Method to calculate features for melody recognition

Usage:
First load a sound file using wavfile.read(...) or similar, then use this function
to extract pitch and energy contours of the melody in the sound. This
information can be used to compute a sequence of feature values or
vectors for melody recognition. Note that the pitch estimation is
unreliable (typically giving very high values) in silent segments, and
may not work at all for polyphonic sounds.

Input:
signal=      Vector containing sampled signal values (must be mono).
fs=          Sampling frequency of signal in Hz.
winlength=   Length of the analysis window in seconds (default 0.03).
             Square ("boxcar") analysis windows with 50% overlap are used.

Output:
frIsequence= Matrix containing pitch, correlation, and intensity estimates
             for use in creating features for melody recognition. Each column
             represents one frame in the analysis.

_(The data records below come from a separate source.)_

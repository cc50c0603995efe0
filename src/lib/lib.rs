#![warn(
    missing_debug_implementations,
    rust_2018_idioms,
    missing_docs,
    rustdoc::broken_intra_doc_links,
    rustdoc::missing_crate_level_docs
)]

//! Mail dispatch library
//!
//! Merges a [`MessageRequest`](domain::communication::request::MessageRequest) over a set of
//! process defaults, picks sendmail or SMTP, composes the MIME structure and hands the result
//! to lettre.

pub mod domain;
pub mod infrastructure;
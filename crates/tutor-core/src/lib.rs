//! Business logic and port definitions for the tutor.
//!
//! This crate defines the "ports" (provider and storage traits) that the
//! infrastructure layer implements, plus the completion pipeline and the
//! session controller. It depends only on `tutor-types` -- never on
//! `tutor-infra` or any database/IO crate.

pub mod chat;
pub mod llm;
pub mod storage;
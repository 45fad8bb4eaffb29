//! Two-tier completion with a single fallback hop.
//!
//! A send starts on the primary model. If it fails with a capacity error
//! (see [`classify`](super::classifier::classify)) the exact same request is
//! replayed once against the fallback model. Every send resolves to exactly
//! one model turn: the answer, or a diagnostic turn describing the failure.
//!
//! ```text
//! Idle -> PrimaryInFlight -> Success(primary)
//!                         -> FallbackInFlight -> Success(fallback)
//!                                             -> TerminalFailure
//!                         -> TerminalFailure
//! ```

use std::time::Instant;

use tutor_types::chat::Turn;
use tutor_types::llm::{CompletionRequest, CompletionResponse, LlmError, Tier};

use super::box_provider::BoxLlmProvider;
use super::classifier::{FailureClass, classify};

/// Result of one tier call, already classified.
#[derive(Debug)]
pub enum TierOutcome {
    Success(CompletionResponse),
    /// Failed, but the fallback tier may succeed.
    Eligible(LlmError),
    Terminal(LlmError),
}

/// How a send was resolved.
#[derive(Debug, Clone, PartialEq, Eq)]
pub enum Resolution {
    Primary,
    Fallback,
    Terminal { failed_tier: Tier, error: LlmError },
}

/// One call made while resolving a send.
#[derive(Debug, Clone)]
pub struct Attempt {
    pub tier: Tier,
    pub model: String,
    pub latency_ms: u64,
    pub error: Option<LlmError>,
}

/// Output of [`TieredCompletionOrchestrator::complete`].
#[derive(Debug, Clone)]
pub struct TieredCompletion {
    /// The model turn to append to the conversation.
    pub turn: Turn,
    pub resolution: Resolution,
    pub attempts: Vec<Attempt>,
}

/// Per-send state machine.
enum SendState {
    Idle,
    PrimaryInFlight,
    FallbackInFlight,
    Succeeded {
        tier: Tier,
        response: CompletionResponse,
    },
    Failed {
        tier: Tier,
        error: LlmError,
    },
}

/// Text of the model turn recorded when no tier produced an answer.
pub fn diagnostic_text(error: &LlmError) -> String {
    format!(
        "[An error occurred]\nDetails: {error}\n\n\
         The API key may be invalid, or every model tier may have reached its usage limit."
    )
}

/// Drives the primary-then-fallback call sequence.
#[derive(Debug)]
pub struct TieredCompletionOrchestrator {
    provider: BoxLlmProvider,
    primary_model: String,
    fallback_model: String,
}

impl TieredCompletionOrchestrator {
    pub fn new(
        provider: BoxLlmProvider,
        primary_model: impl Into<String>,
        fallback_model: impl Into<String>,
    ) -> Self {
        Self {
            provider,
            primary_model: primary_model.into(),
            fallback_model: fallback_model.into(),
        }
    }

    pub fn model_for(&self, tier: Tier) -> &str {
        match tier {
            Tier::Primary => &self.primary_model,
            Tier::Fallback => &self.fallback_model,
        }
    }

    /// Resolve `request` to a model turn.
    ///
    /// `on_tier` is invoked as each tier call starts, so callers can show a
    /// "using fallback" indicator while the second call is in flight. The
    /// request's `model` field is replaced per tier; everything else is sent
    /// unchanged to both tiers.
    pub async fn complete<F>(&self, request: &CompletionRequest, mut on_tier: F) -> TieredCompletion
    where
        F: FnMut(Tier) + Send,
    {
        let mut attempts = Vec::with_capacity(2);
        let mut state = SendState::Idle;

        loop {
            state = match state {
                SendState::Idle => SendState::PrimaryInFlight,

                SendState::PrimaryInFlight => {
                    on_tier(Tier::Primary);
                    match self.call_tier(Tier::Primary, request, &mut attempts).await {
                        TierOutcome::Success(response) => SendState::Succeeded {
                            tier: Tier::Primary,
                            response,
                        },
                        TierOutcome::Eligible(error) => {
                            tracing::warn!(
                                from = %self.primary_model,
                                to = %self.fallback_model,
                                error = %error,
                                "Primary model unavailable, falling back"
                            );
                            SendState::FallbackInFlight
                        }
                        TierOutcome::Terminal(error) => SendState::Failed {
                            tier: Tier::Primary,
                            error,
                        },
                    }
                }

                SendState::FallbackInFlight => {
                    on_tier(Tier::Fallback);
                    match self.call_tier(Tier::Fallback, request, &mut attempts).await {
                        TierOutcome::Success(response) => SendState::Succeeded {
                            tier: Tier::Fallback,
                            response,
                        },
                        // No third tier: any fallback failure is final.
                        TierOutcome::Eligible(error) | TierOutcome::Terminal(error) => {
                            SendState::Failed {
                                tier: Tier::Fallback,
                                error,
                            }
                        }
                    }
                }

                SendState::Succeeded { tier, response } => {
                    let resolution = match tier {
                        Tier::Primary => Resolution::Primary,
                        Tier::Fallback => Resolution::Fallback,
                    };
                    return TieredCompletion {
                        turn: Turn::model(response.text, Some(tier)),
                        resolution,
                        attempts,
                    };
                }

                SendState::Failed { tier, error } => {
                    tracing::error!(tier = %tier, error = %error, "Completion failed");
                    return TieredCompletion {
                        turn: Turn::model(diagnostic_text(&error), None),
                        resolution: Resolution::Terminal {
                            failed_tier: tier,
                            error,
                        },
                        attempts,
                    };
                }
            };
        }
    }

    async fn call_tier(
        &self,
        tier: Tier,
        request: &CompletionRequest,
        attempts: &mut Vec<Attempt>,
    ) -> TierOutcome {
        let model = self.model_for(tier);
        let request = request.for_model(model);
        let start = Instant::now();
        let result = self.provider.complete(&request).await;
        let latency_ms = start.elapsed().as_millis() as u64;

        attempts.push(Attempt {
            tier,
            model: model.to_string(),
            latency_ms,
            error: result.as_ref().err().cloned(),
        });

        match result {
            Ok(response) => {
                tracing::debug!(tier = %tier, model, latency_ms, "Tier answered");
                TierOutcome::Success(response)
            }
            Err(error) => match classify(&error) {
                FailureClass::FallbackEligible => TierOutcome::Eligible(error),
                FailureClass::Terminal => TierOutcome::Terminal(error),
            },
        }
    }
}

Elements in the first
             row are pitch estimates in Hz (80--1100 Hz), the second row
             estimates the correlation coefficient (rho) between adjacent
             pitch periods, while the third row contains corresponding
             estimates of per-sample intensity.

References:
This method is based on a pitch estimator provided by Obada Alhaj Moussa.
'''

def GetMusicFeatures(signal, fs, winlength=0.03):

    # Wikipedia: "human voices are roughly in the range of 80 Hz to 1100 Hz"
    minpitch = 80
    maxpitch = 1100

    signal = np.real(np.double(signal)) # Make sure the signal is a real double

    signal = signal - np.mean(signal) # Remove DC, which can disturb intesities

    if fs <= 0:
        fs = samplerate # Replace illegal fs-values with the read sampling freq.

    # Compute the pitch periods in samples for the human voice range
    minlag = int( np.round(fs/maxpitch) )
    maxlag = int( np.round(fs/minpitch) )

    winlength = np.abs(winlength)
    winlength = np.round(winlength*fs) # Convert to number of samples
    winlength = max([ winlength+(winlength % 2), 2*minlag ]) # Make windows sufficiently long and an even sample number

    winstep = int( winlength/2 );
    nsteps = int( np.floor(len(signal)/winstep) ) - 1

    if (nsteps < 1):
        print(['ERROR: Signal too short. Use at least %s samples!'%(str(winlength))])
        return None

    frIsequence = np.zeros((3,nsteps)) # Initialize output variable to correct size

    pprdList = []
    for n in range(nsteps):
        # Cut out a segment of the signal starting at offset n*winlength sec
        window = signal[n*winstep : (n+1)*winstep]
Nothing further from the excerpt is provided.